** EXERCISE DATA follows **

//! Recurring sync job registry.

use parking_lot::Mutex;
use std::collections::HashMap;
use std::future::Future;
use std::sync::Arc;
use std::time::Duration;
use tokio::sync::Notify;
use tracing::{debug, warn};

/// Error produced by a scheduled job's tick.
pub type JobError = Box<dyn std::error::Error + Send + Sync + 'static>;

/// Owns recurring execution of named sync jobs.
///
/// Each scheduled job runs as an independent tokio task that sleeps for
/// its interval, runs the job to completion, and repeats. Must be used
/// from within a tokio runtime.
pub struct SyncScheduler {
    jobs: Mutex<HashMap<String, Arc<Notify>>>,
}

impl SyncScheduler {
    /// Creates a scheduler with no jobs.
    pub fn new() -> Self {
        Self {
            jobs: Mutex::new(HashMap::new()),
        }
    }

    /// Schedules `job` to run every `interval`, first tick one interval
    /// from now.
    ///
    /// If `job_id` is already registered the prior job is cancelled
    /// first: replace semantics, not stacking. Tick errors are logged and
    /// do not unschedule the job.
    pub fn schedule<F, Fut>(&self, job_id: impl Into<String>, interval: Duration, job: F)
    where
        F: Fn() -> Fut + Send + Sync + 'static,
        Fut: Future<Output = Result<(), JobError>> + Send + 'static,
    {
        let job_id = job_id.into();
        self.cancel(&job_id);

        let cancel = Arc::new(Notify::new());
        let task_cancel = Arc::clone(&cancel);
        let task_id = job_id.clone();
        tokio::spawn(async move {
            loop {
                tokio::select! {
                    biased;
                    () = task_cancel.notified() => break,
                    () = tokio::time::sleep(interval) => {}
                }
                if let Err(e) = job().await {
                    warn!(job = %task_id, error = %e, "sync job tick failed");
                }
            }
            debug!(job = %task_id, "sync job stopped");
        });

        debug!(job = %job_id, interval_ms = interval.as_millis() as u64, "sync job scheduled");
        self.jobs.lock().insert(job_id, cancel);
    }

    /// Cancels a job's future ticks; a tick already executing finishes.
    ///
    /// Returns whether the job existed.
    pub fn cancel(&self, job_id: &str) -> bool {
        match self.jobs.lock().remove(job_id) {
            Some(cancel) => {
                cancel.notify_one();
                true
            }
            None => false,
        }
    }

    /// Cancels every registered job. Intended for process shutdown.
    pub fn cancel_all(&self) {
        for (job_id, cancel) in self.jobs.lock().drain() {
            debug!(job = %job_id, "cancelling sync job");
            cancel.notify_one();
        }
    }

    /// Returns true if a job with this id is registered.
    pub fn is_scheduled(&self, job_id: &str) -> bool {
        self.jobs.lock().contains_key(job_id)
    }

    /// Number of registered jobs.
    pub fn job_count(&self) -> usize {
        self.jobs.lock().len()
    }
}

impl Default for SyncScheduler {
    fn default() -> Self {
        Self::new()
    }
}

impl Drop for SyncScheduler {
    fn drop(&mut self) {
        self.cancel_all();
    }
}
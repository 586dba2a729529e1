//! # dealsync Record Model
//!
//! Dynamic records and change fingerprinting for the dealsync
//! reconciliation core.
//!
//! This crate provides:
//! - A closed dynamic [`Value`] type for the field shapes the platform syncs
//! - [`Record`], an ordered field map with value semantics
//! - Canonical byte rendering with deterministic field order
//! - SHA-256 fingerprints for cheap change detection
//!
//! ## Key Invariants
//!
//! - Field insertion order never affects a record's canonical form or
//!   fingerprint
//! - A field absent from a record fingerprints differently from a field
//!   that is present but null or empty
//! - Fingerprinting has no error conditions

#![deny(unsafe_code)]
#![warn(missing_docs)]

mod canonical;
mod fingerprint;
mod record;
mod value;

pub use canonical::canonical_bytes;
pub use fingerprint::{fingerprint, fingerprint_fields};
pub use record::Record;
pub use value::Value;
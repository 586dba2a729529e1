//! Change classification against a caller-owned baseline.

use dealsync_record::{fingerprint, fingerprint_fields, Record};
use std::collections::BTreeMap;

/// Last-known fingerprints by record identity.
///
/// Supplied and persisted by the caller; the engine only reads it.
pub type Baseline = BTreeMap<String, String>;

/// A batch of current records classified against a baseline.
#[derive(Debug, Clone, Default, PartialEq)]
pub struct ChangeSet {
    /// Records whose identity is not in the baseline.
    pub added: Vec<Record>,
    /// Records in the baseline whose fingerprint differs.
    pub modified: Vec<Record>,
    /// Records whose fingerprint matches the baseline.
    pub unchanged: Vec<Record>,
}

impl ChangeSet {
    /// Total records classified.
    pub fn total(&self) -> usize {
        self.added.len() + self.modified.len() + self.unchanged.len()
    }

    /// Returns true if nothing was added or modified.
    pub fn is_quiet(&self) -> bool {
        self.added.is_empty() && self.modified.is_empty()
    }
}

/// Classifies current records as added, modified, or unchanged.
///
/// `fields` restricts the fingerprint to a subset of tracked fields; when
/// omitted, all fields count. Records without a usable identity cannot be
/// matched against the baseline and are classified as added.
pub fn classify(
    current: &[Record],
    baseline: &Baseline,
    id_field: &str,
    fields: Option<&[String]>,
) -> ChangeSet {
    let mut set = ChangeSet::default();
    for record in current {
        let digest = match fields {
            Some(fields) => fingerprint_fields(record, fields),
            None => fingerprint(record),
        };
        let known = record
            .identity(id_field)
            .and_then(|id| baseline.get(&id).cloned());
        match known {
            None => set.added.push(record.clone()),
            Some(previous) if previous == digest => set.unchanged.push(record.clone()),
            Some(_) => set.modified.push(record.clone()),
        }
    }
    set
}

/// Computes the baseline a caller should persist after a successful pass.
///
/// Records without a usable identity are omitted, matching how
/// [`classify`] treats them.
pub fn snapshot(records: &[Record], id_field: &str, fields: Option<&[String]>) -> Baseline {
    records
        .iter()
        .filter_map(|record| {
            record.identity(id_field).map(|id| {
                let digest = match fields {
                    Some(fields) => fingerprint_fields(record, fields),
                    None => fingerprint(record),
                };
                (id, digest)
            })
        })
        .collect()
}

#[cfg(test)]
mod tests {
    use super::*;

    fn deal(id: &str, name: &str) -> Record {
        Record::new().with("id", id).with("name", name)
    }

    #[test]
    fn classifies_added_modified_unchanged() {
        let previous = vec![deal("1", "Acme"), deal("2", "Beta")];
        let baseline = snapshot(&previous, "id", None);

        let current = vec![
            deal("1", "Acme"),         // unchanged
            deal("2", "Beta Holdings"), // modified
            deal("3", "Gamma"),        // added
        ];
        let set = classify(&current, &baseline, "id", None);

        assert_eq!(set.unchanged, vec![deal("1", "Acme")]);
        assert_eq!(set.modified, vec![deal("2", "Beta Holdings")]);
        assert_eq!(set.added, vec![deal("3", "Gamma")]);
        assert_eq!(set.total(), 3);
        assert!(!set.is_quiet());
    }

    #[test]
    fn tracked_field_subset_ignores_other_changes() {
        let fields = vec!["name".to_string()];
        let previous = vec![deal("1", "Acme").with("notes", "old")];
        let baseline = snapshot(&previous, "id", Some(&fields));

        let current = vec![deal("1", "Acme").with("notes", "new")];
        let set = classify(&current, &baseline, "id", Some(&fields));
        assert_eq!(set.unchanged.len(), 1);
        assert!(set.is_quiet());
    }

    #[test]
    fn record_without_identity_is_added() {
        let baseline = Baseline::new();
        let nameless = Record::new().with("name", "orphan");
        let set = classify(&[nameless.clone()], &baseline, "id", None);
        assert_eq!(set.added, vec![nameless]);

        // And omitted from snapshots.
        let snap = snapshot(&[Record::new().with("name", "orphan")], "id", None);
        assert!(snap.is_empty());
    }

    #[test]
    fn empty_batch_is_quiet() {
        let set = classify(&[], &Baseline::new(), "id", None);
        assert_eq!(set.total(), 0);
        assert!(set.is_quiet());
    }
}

** End of EXERCISE DATA **

WORK REQUIRED
Write out the records again so that each line matches the original exactly.

RESPONSE TO THE EXERCISE
//! Recurring sync job registry.

use parking_lot::Mutex;
use std::collections::HashMap;
use std::future::Future;
use std::sync::Arc;
use std::time::Duration;
use tokio::sync::Notify;
use tracing::{debug, warn};

/// Error produced by a scheduled job's tick.
pub type JobError = Box<dyn std::error::Error + Send + Sync + 'static>;

/// Owns recurring execution of named sync jobs.
///
/// Each scheduled job runs as an independent tokio task that sleeps for
/// its interval, runs the job to completion, and repeats. Must be used
/// from within a tokio runtime.
pub struct SyncScheduler {
    jobs: Mutex<HashMap<String, Arc<Notify>>>,
}

impl SyncScheduler {
    /// Creates a scheduler with no jobs.
    pub fn new() -> Self {
        Self {
            jobs: Mutex::new(HashMap::new()),
        }
    }

    /// Schedules `job` to run every `interval`, first tick one interval
    /// from now.
    ///
    /// If `job_id` is already registered the prior job is cancelled
    /// first: replace semantics, not stacking. Tick errors are logged and
    /// do not unschedule the job.
    pub fn schedule<F, Fut>(&self, job_id: impl Into<String>, interval: Duration, job: F)
    where
        F: Fn() -> Fut + Send + Sync + 'static,
        Fut: Future<Output = Result<(), JobError>> + Send + 'static,
    {
        let job_id = job_id.into();
        self.cancel(&job_id);

        let cancel = Arc::new(Notify::new());
        let task_cancel = Arc::clone(&cancel);
        let task_id = job_id.clone();
        tokio::spawn(async move {
            loop {
                tokio::select! {
                    biased;
                    () = task_cancel.notified() => break,
                    () = tokio::time::sleep(interval) => {}
                }
                if let Err(e) = job().await {
                    warn!(job = %task_id, error = %e, "sync job tick failed");
                }
            }
            debug!(job = %task_id, "sync job stopped");
        });

        debug!(job = %job_id, interval_ms = interval.as_millis() as u64, "sync job scheduled");
        self.jobs.lock().insert(job_id, cancel);
    }

    /// Cancels a job's future ticks; a tick already executing finishes.
    ///
    /// Returns whether the job existed.
    pub fn cancel(&self, job_id: &str) -> bool {
        match self.jobs.lock().remove(job_id) {
            Some(cancel) => {
                cancel.notify_one();
                true
            }
            None => false,
        }
    }

    /// Cancels every registered job. Intended for process shutdown.
    pub fn cancel_all(&self) {
        for (job_id, cancel) in self.jobs.lock().drain() {
            debug!(job = %job_id, "cancelling sync job");
            cancel.notify_one();
        }
    }

    /// Returns true if a job with this id is registered.
    pub fn is_scheduled(&self, job_id: &str) -> bool {
        self.jobs.lock().contains_key(job_id)
    }

    /// Number of registered jobs.
    pub fn job_count(&self) -> usize {
        self.jobs.lock().len()
    }
}

impl Default for SyncScheduler {
    fn default() -> Self {
        Self::new()
    }
}

impl Drop for SyncScheduler {
    fn drop(&mut self) {
        self.cancel_all();
    }
}
repository 586dba2a729529e1
//! # dealsync Record Model
//!
//! Dynamic records and change fingerprinting for the dealsync
//! reconciliation core.
//!
//! This crate provides:
//! - A closed dynamic [`Value`] type for the field shapes the platform syncs
//! - [`Record`], an ordered field map with value semantics
//! - Canonical byte rendering with deterministic field order
//! - SHA-256 fingerprints for cheap change detection
//!
//! ## Key Invariants
//!
//! - Field insertion order never affects a record's canonical form or
//!   fingerprint
//! - A field absent from a record fingerprints differently from a field
//!   that is present but null or empty
//! - Fingerprinting has no error conditions

#![deny(unsafe_code)]
#![warn(missing_docs)]

mod canonical;
mod fingerprint;
mod record;
mod value;

pub use canonical::canonical_bytes;
pub use fingerprint::{fingerprint, fingerprint_fields};
pub use record::Record;
pub use value::Value;
repository 586dba2a729529e1
//! Change classification against a caller-owned baseline.

use dealsync_record::{fingerprint, fingerprint_fields, Record};
use std::collections::BTreeMap;

/// Last-known fingerprints by record identity.
///
/// Supplied and persisted by the caller; the engine only reads it.
pub type Baseline = BTreeMap<String, String>;

/// A batch of current records classified against a baseline.
#[derive(Debug, Clone, Default, PartialEq)]
pub struct ChangeSet {
    /// Records whose identity is not in the baseline.
    pub added: Vec<Record>,
    /// Records in the baseline whose fingerprint differs.
    pub modified: Vec<Record>,
    /// Records whose fingerprint matches the baseline.
    pub unchanged: Vec<Record>,
}

impl ChangeSet {
    /// Total records classified.
    pub fn total(&self) -> usize {
        self.added.len() + self.modified.len() + self.unchanged.len()
    }

    /// Returns true if nothing was added or modified.
    pub fn is_quiet(&self) -> bool {
        self.added.is_empty() && self.modified.is_empty()
    }
}

/// Classifies current records as added, modified, or unchanged.
///
/// `fields` restricts the fingerprint to a subset of tracked fields; when
/// omitted, all fields count. Records without a usable identity cannot be
/// matched against the baseline and are classified as added.
pub fn classify(
    current: &[Record],
    baseline: &Baseline,
    id_field: &str,
    fields: Option<&[String]>,
) -> ChangeSet {
    let mut set = ChangeSet::default();
    for record in current {
        let digest = match fields {
            Some(fields) => fingerprint_fields(record, fields),
            None => fingerprint(record),
        };
        let known = record
            .identity(id_field)
            .and_then(|id| baseline.get(&id).cloned());
        match known {
            None => set.added.push(record.clone()),
            Some(previous) if previous == digest => set.unchanged.push(record.clone()),
            Some(_) => set.modified.push(record.clone()),
        }
    }
    set
}

/// Computes the baseline a caller should persist after a successful pass.
///
/// Records without a usable identity are omitted, matching how
/// [`classify`] treats them.
pub fn snapshot(records: &[Record], id_field: &str, fields: Option<&[String]>) -> Baseline {
    records
        .iter()
        .filter_map(|record| {
            record.identity(id_field).map(|id| {
                let digest = match fields {
                    Some(fields) => fingerprint_fields(record, fields),
                    None => fingerprint(record),
                };
                (id, digest)
            })
        })
        .collect()
}

#[cfg(test)]
mod tests {
    use super::*;

    fn deal(id: &str, name: &str) -> Record {
        Record::new().with("id", id).with("name", name)
    }

    #[test]
    fn classifies_added_modified_unchanged() {
        let previous = vec![deal("1", "Acme"), deal("2", "Beta")];
        let baseline = snapshot(&previous, "id", None);

        let current = vec![
            deal("1", "Acme"),         // unchanged
            deal("2", "Beta Holdings"), // modified
            deal("3", "Gamma"),        // added
        ];
        let set = classify(&current, &baseline, "id", None);

        assert_eq!(set.unchanged, vec![deal("1", "Acme")]);
        assert_eq!(set.modified, vec![deal("2", "Beta Holdings")]);
        assert_eq!(set.added, vec![deal("3", "Gamma")]);
        assert_eq!(set.total(), 3);
        assert!(!set.is_quiet());
    }

    #[test]
    fn tracked_field_subset_ignores_other_changes() {
        let fields = vec!["name".to_string()];
        let previous = vec![deal("1", "Acme").with("notes", "old")];
        let baseline = snapshot(&previous, "id", Some(&fields));

        let current = vec![deal("1", "Acme").with("notes", "new")];
        let set = classify(&current, &baseline, "id", Some(&fields));
        assert_eq!(set.unchanged.len(), 1);
        assert!(set.is_quiet());
    }

    #[test]
    fn record_without_identity_is_added() {
        let baseline = Baseline::new();
        let nameless = Record::new().with("name", "orphan");
        let set = classify(&[nameless.clone()], &baseline, "id", None);
        assert_eq!(set.added, vec![nameless]);

        // And omitted from snapshots.
        let snap = snapshot(&[Record::new().with("name", "orphan")], "id", None);
        assert!(snap.is_empty());
    }

    #[test]
    fn empty_batch_is_quiet() {
        let set = classify(&[], &Baseline::new(), "id", None);
        assert_eq!(set.total(), 0);
        assert!(set.is_quiet());
    }
}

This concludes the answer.